# Eating too fast!



## brew1985 (Mar 10, 2010)

Hey everyone, Bison (9 weeks) is getting fed the recommended 2 cups a day (given over 4 meals a day, Canidae ALS) and he eats like a vacuum cleaner, he doesn't even chew a lot of the food, he just inhales it! We tried a big pan style bowl and put another, smaller bowl inside of that so he had to eat around it, he still just swallowed it all whole and managed to eat too fast. Our last resort has been to just scatter his food all over the floor so he has to search for it, it slows him down but he still just inhales most of it. I need some ideas on teaching him to chew...(go figure the ONE thing he doesn't wanna chew on is his food! :crazy: )


----------



## GSDSunshine (Sep 7, 2009)

Have you tried using the food dispensing balls/ toys like the buster cube. That way only a few kibble is tossed out at a time.


----------



## MaggieRoseLee (Aug 17, 2001)

Two cups total a day? I think that may not be enough... I know my puppies can really scarf down food at that age so you may want to think about upping the amount to 3 cups (split up) a day.

Do you have a round cake bundt pan or old jello mold around the house? Donut shaped? Putting food into these make it harder for the puppies to chase down the food.

Also can purchase better bowls built for this issue:

Eat Slower Pet Dishes - About Us












http://www.dapperpetstore.com/














http://www.youtube.com/user/longtaildp#p/a/u/2/4-PdfEHvOiA


----------



## LaRen616 (Mar 4, 2010)

I dont think 2 is enough either. When Sinister was a puppy we fed him 3-4 cups a day. He was never a fat puppy. Your puppy might still be hungry and 2 cups isn't enough for him. Try 3 cups and see if that helps. Good luck


----------



## MaggieRoseLee (Aug 17, 2001)

LaRen616 said:


> I dont think 2 is enough either. When Sinister was a puppy we fed him 3-4 cups a day. He was never a fat puppy. Your puppy might still be hungry and 2 cups isn't enough for him. Try 3 cups and see if that helps. Good luck


I also think you may even think about 4 cups a day, but try 3 first and see if that helps. Also keep an eye on how your puppy looks, seems like I'm always tweaking and adjusting amounts as my puppy grows. Specially if I'm using tons of training treats thru out the day.


----------



## brew1985 (Mar 10, 2010)

I was just going by the chart, so i'll try adding another cup i guess.

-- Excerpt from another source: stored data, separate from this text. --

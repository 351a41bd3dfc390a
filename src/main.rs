use std::sync::Arc;

use anyhow::Context;
use tokio::io::BufReader;
use tokio_util::sync::CancellationToken;
use tracing::{error, info};
use tracing_subscriber::{layer::SubscriberExt, util::SubscriberInitExt};

use quota_queue_sync::controller::{ControllerConfig, ControllerRegistry, QuotaController};
use quota_queue_sync::notify::{channel_feed, forward_lines};
use quota_queue_sync::server::{AppState, build_router};
use quota_queue_sync::store::InMemoryQueueStore;

/// Capacity of the channel between the stdin reader and the controller.
const FEED_CAPACITY: usize = 1024;

#[tokio::main]
async fn main() -> anyhow::Result<()> {
    tracing_subscriber::registry()
        .with(
            tracing_subscriber::EnvFilter::try_from_default_env()
                .unwrap_or_else(|_| "quota_queue_sync=info".into()),
        )
        .with(tracing_subscriber::fmt::layer())
        .init();

    let config = ControllerConfig::from_env().context("reading configuration")?;
    info!(
        workers = config.workers,
        max_requeue = config.max_requeue,
        suffixes = ?config.suffixes,
        gpu_resource = %config.gpu_resource,
        unchanged = ?config.unchanged,
        retry_qps = config.bucket.qps,
        retry_burst = config.bucket.burst,
        "Loaded configuration"
    );

    let store = InMemoryQueueStore::new();
    let (sender, feed) = channel_feed(FEED_CAPACITY);
    let controller = QuotaController::from_config(&config, feed, store);

    let mut registry = ControllerRegistry::new();
    registry.register(Arc::new(controller))?;
    let registry = Arc::new(registry);

    let shutdown = CancellationToken::new();

    // Notifications arrive as JSON lines on stdin.
    tokio::spawn(async move {
        let stdin = BufReader::new(tokio::io::stdin());
        if let Err(e) = forward_lines(stdin, &sender).await {
            error!(error = %e, "Feed reader stopped");
        }
    });

    let signal_token = shutdown.clone();
    tokio::spawn(async move {
        match tokio::signal::ctrl_c().await {
            Ok(()) => info!("Received ctrl-c, shutting down"),
            Err(e) => error!(error = %e, "Failed to listen for ctrl-c, shutting down"),
        }
        signal_token.cancel();
    });

    let listener = tokio::net::TcpListener::bind(config.listen_addr)
        .await
        .with_context(|| format!("binding {}", config.listen_addr))?;
    info!("listening on {}", config.listen_addr);

    let app = build_router(AppState::new(Arc::clone(&registry)));
    let server_token = shutdown.clone();
    let server = tokio::spawn(async move {
        axum::serve(listener, app)
            .with_graceful_shutdown(server_token.cancelled_owned())
            .await
    });

    let result = registry.run_all(shutdown.clone()).await;
    shutdown.cancel();
    server.await?.context("serving HTTP")?;

    result?;
    info!("Shut down cleanly");
    Ok(())
}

Another thing my mom suggested is leaving his full day's food down to help alleviate the excitement when it's feeding time (to help reduce the possibility of bloat and torsion).


----------



## Remo (Sep 8, 2004)

Try putting his kibble in a 12 hole muffin pan.


----------



## roxy84 (Jun 23, 2007)

brew1985 said:


> I was just going by the chart, so i'll try adding another cup i guess. Another thing my mom suggested is leaving his full day's food down to help alleviate the excitement when it's feeding time (to help reduce the possibility of bloat and torsion).


then he may be eating a large quantity all at once, which some studies have implicated in bloat. you wont know how much he is eating and when. sseing how your dog does around meal times is a valuable tool for assessing how they are feeling. 

at that age id say you want to feed 3x/day.

here is a good thread about free feeding vs scheduled feedings. most of the discussion is about adult dogs (and thus most people feed 2x/day instead of 3x/day for the younger pups), but there are still references to the problems with free feeding or feeding 1x per day.

http://www.germanshepherds.com/foru...g-vs-1-full-meal-day-vs-2-half-meals-day.html


----------



## fightin14 (Feb 18, 2010)

My puppy is 21 weeks and she gets two cups twice daily, and then extra food rewards totaling 3-4 hotdogs a day.


----------



## brew1985 (Mar 10, 2010)

Well I've been feeding 1/2 a cup 4 times a day, as recommended on the Canidae label. I know some foods recommend different feeding schedules. Mine specifies the amount for puppies but does not account for large breeds...so do i really want to start feeding a full cup 3x a day?


----------



## LaRen616 (Mar 4, 2010)

I would still up it a cup.


----------



## TYE (Mar 31, 2010)

i got my dog at 8 wks old and he ate like a pig , just like a vacumn cleaner. he still does he a lot at 1 time but he's 4 months now and starting to take his time with his food. I guess it will just take getting older for him to mind his manners haha


----------



## brew1985 (Mar 10, 2010)

hope so!


----------



## GSDSunshine (Sep 7, 2009)

Hey Brew, I checked out the Canidae Site and if it makes you feel any better, the directions are a little vague. The puppies/Adult/senior is not very helpful. The weight you are going to go by (at least at first... until you get a better idea of how much is just enough... then you can go up or down) is his projected adult weight. Then look at the Amount for puppies under 6 mo. It says to feed 4-5 cups/day for a 50-75 pounder. I think that dog food companies will up the amount a tad to get you to use their food more, So it you project his adult weight at 76lbs, give or take, and cut a bit out for over feeding (silly dog food companies) you end up at about 4 c.


----------